By 1956, Bacon was living in Erie, Pennsylvania but decided to travel to Chicago to find work. Upon arriving, she checked into a hotel and spent three weeks looking for work but could not find any.

==Death==
On September 26, 1956, Bacon jumped out of her window at the Alan Hotel at 2004 Lincoln Park West in Chicago, falling two stories before landing on the roof of an adjacent building. Bacon's roommate, grocery store clerk Ruth Bishop, tried to intervene by grabbing Bacon's skirt as she climbed out of the window but Bacon tore free of her grasp. She suffered a fractured skull, perforated lung and internal injuries; she died of her injuries at Grant Hospital later that night.

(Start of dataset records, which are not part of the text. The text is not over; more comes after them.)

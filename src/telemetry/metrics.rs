//! Prometheus metrics

use std::time::Duration;

/// Per-symbol counters
#[derive(Debug, Clone, Copy)]
pub enum CounterMetric {
    /// Ticks parsed off the feed
    TicksReceived,
    /// Ticks committed to the store
    TicksWritten,
    /// Inbound messages dropped as malformed
    ParseErrors,
    /// Subscription lost
    Disconnects,
    /// Batches the store refused
    StoreWriteFailures,
    /// Alerts raised by the refresh loop
    AlertsRaised,
}

/// Latency metric types
#[derive(Debug, Clone, Copy)]
pub enum LatencyMetric {
    /// One recorder flush
    StoreFlush,
    /// One full recompute of bars, observations and alerts
    Refresh,
}

/// Gauge metric types
#[derive(Debug, Clone, Copy)]
pub enum GaugeMetric {
    /// Latest defined z-score
    ZScore,
    /// Latest defined rolling correlation
    Correlation,
    /// Latest hedge ratio
    HedgeRatio,
    /// Seconds since the newest stored tick
    LastTickAge,
}

impl CounterMetric {
    fn name(self) -> &'static str {
        match self {
            CounterMetric::TicksReceived => "pairwatch_ticks_received_total",
            CounterMetric::TicksWritten => "pairwatch_ticks_written_total",
            CounterMetric::ParseErrors => "pairwatch_parse_errors_total",
            CounterMetric::Disconnects => "pairwatch_feed_disconnects_total",
            CounterMetric::StoreWriteFailures => "pairwatch_store_write_failures_total",
            CounterMetric::AlertsRaised => "pairwatch_alerts_total",
        }
    }
}

/// Increment a counter labelled with `symbol` by one
pub fn increment(metric: CounterMetric, symbol: &str) {
    increment_by(metric, symbol, 1);
}

/// Increment a counter labelled with `symbol`
pub fn increment_by(metric: CounterMetric, symbol: &str, value: u64) {
    metrics::counter!(metric.name(), "symbol" => symbol.to_string()).increment(value);
}

/// Record a latency measurement
pub fn record_latency(metric: LatencyMetric, duration: Duration) {
    let metric_name = match metric {
        LatencyMetric::StoreFlush => "pairwatch_store_flush_seconds",
        LatencyMetric::Refresh => "pairwatch_refresh_seconds",
    };

    metrics::histogram!(metric_name).record(duration.as_secs_f64());
}

/// Set a gauge value
pub fn set_gauge(metric: GaugeMetric, value: f64) {
    let metric_name = match metric {
        GaugeMetric::ZScore => "pairwatch_zscore",
        GaugeMetric::Correlation => "pairwatch_rolling_correlation",
        GaugeMetric::HedgeRatio => "pairwatch_hedge_ratio",
        GaugeMetric::LastTickAge => "pairwatch_last_tick_age_seconds",
    };

    metrics::gauge!(metric_name).set(value);
}
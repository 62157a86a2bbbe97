//! Reconnecting WebSocket client

use super::reconnect::{ConnectionEvent, ConnectionState, ReconnectMachine};
use super::types::{WsConfig, WsError, WsMessage};
use futures_util::{SinkExt, StreamExt};
use std::time::Duration;
use tokio::sync::mpsc;
use tokio::time::{sleep, Interval, MissedTickBehavior};
use tokio_tungstenite::{connect_async, tungstenite::Message};

/// Capacity of the channel handed out by [`WsClient::connect`]
const CHANNEL_CAPACITY: usize = 1024;

/// How a live stream ended without an error
#[derive(Debug, Clone, Copy, PartialEq, Eq)]
enum StreamEnd {
    /// Server sent a close frame
    ClosedByPeer,
    /// Our receiver is gone
    ReceiverDropped,
}

/// What the read loop should do with one inbound frame
enum Frame {
    Deliver(String),
    Reply(Message),
    PongReceived,
    Closed,
    Ignore,
}

impl From<Message> for Frame {
    fn from(msg: Message) -> Self {
        match msg {
            Message::Text(text) => Frame::Deliver(text),
            Message::Ping(payload) => Frame::Reply(Message::Pong(payload)),
            Message::Pong(_) => Frame::PongReceived,
            Message::Close(_) => Frame::Closed,
            _ => Frame::Ignore,
        }
    }
}

/// Client-side ping schedule; one ping may be outstanding at a time
struct Keepalive {
    timer: Interval,
    outstanding: bool,
}

impl Keepalive {
    async fn start(period: Duration) -> Self {
        let mut timer = tokio::time::interval(period);
        timer.set_missed_tick_behavior(MissedTickBehavior::Skip);
        // Consume the immediate first tick
        timer.tick().await;
        Self {
            timer,
            outstanding: false,
        }
    }

    /// Wait for the next ping slot; errors if the previous ping went unanswered
    async fn due(&mut self) -> Result<(), WsError> {
        self.timer.tick().await;
        if self.outstanding {
            return Err(WsError::ConnectionFailed("Pong timeout".into()));
        }
        self.outstanding = true;
        Ok(())
    }

    fn answered(&mut self) {
        self.outstanding = false;
    }
}

/// One logical WebSocket subscription, reconnected as needed
pub struct WsClient {
    config: WsConfig,
}

impl WsClient {
    pub fn new(config: WsConfig) -> Self {
        Self { config }
    }

    pub fn with_url(url: impl Into<String>) -> Self {
        Self::new(WsConfig::new(url))
    }

    pub fn url(&self) -> &str {
        &self.config.url
    }

    /// Spawn the connection task and return its message channel
    ///
    /// The channel carries text frames and lifecycle events (Connected,
    /// Reconnecting, Disconnected). Dropping the receiver stops the task at
    /// its next send or ping.
    pub fn connect(&self) -> mpsc::Receiver<WsMessage> {
        let (tx, rx) = mpsc::channel(CHANNEL_CAPACITY);
        let config = self.config.clone();

        tokio::spawn(async move {
            if let Err(e) = Self::run_connection_loop(config, tx).await {
                tracing::error!(error = %e, "WebSocket connection loop failed");
            }
        });

        rx
    }

    /// Drive the reconnect machine until it stops
    async fn run_connection_loop(
        config: WsConfig,
        tx: mpsc::Sender<WsMessage>,
    ) -> Result<(), WsError> {
        let mut machine = ReconnectMachine::new(config.backoff);

        loop {
            let event = match machine.state() {
                ConnectionState::Connecting { attempt } => {
                    tracing::info!(url = %config.url, attempt, "Connecting to WebSocket");
                    match Self::connect_and_stream(&config, &tx, &mut machine).await {
                        Ok(StreamEnd::ReceiverDropped) => ConnectionEvent::Shutdown,
                        Ok(StreamEnd::ClosedByPeer) => {
                            tracing::info!("WebSocket closed by peer");
                            ConnectionEvent::Lost
                        }
                        Err(e) => {
                            tracing::warn!(error = %e, "WebSocket connection error");
                            ConnectionEvent::Lost
                        }
                    }
                }
                ConnectionState::Backoff { delay, .. } => {
                    if tx.is_closed() {
                        ConnectionEvent::Shutdown
                    } else {
                        sleep(delay).await;
                        ConnectionEvent::BackoffElapsed
                    }
                }
                ConnectionState::Subscribed => ConnectionEvent::Lost,
                ConnectionState::Stopped => break,
            };

            match machine.on_event(event) {
                ConnectionState::Backoff { attempt, delay } => {
                    tracing::warn!(
                        attempt,
                        delay_ms = delay.as_millis() as u64,
                        "WebSocket reconnecting..."
                    );
                    let _ = tx.send(WsMessage::Reconnecting { attempt, delay }).await;
                }
                ConnectionState::Stopped => {
                    let _ = tx.send(WsMessage::Disconnected).await;
                    if machine.gave_up() {
                        tracing::error!("Max reconnection attempts reached");
                        return Err(WsError::MaxReconnectsExceeded);
                    }
                    tracing::info!("WebSocket client stopped");
                }
                _ => {}
            }
        }

        Ok(())
    }

    /// Dial once and pump frames until the connection ends
    async fn connect_and_stream(
        config: &WsConfig,
        tx: &mpsc::Sender<WsMessage>,
        machine: &mut ReconnectMachine,
    ) -> Result<StreamEnd, WsError> {
        let (ws_stream, _response) = connect_async(&config.url)
            .await
            .map_err(|e| WsError::ConnectionFailed(e.to_string()))?;
        let (mut sink, mut stream) = ws_stream.split();

        machine.on_event(ConnectionEvent::Connected);
        tracing::info!(url = %config.url, "WebSocket connected");
        if tx.send(WsMessage::Connected).await.is_err() {
            return Ok(StreamEnd::ReceiverDropped);
        }

        let mut keepalive = Keepalive::start(config.ping_interval).await;

        loop {
            tokio::select! {
                next = stream.next() => {
                    let msg = match next {
                        Some(Ok(msg)) => msg,
                        Some(Err(e)) => return Err(WsError::ConnectionFailed(e.to_string())),
                        None => {
                            return Err(WsError::ConnectionFailed("Stream ended unexpectedly".into()))
                        }
                    };

                    match Frame::from(msg) {
                        Frame::Deliver(text) => {
                            if tx.send(WsMessage::Text(text)).await.is_err() {
                                tracing::debug!("Receiver dropped, closing connection");
                                return Ok(StreamEnd::ReceiverDropped);
                            }
                        }
                        Frame::Reply(reply) => {
                            sink.send(reply)
                                .await
                                .map_err(|e| WsError::SendFailed(e.to_string()))?;
                        }
                        Frame::PongReceived => keepalive.answered(),
                        Frame::Closed => return Ok(StreamEnd::ClosedByPeer),
                        Frame::Ignore => {}
                    }
                }

                due = keepalive.due() => {
                    due?;
                    if tx.is_closed() {
                        return Ok(StreamEnd::ReceiverDropped);
                    }
                    sink.send(Message::Ping(Vec::new()))
                        .await
                        .map_err(|e| WsError::SendFailed(e.to_string()))?;
                }
            }
        }
    }
}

Bishop later said that Bacon appeared to be depressed before her death. Bishop stated, "She wanted to get back into the spotlight. She would have taken any work in show biz." At the time of her death, Bacon had no money and was estranged from her husband, songwriter Sanford Hunt Dickinson. The inventory of her possessions included clothing, one white metal ring, train ticket to Erie, Pennsylvania, and 85 cents. The American Guild of Variety Artists claimed her body and arranged for burial. She was buried in Wunder's Cemetery in Chicago.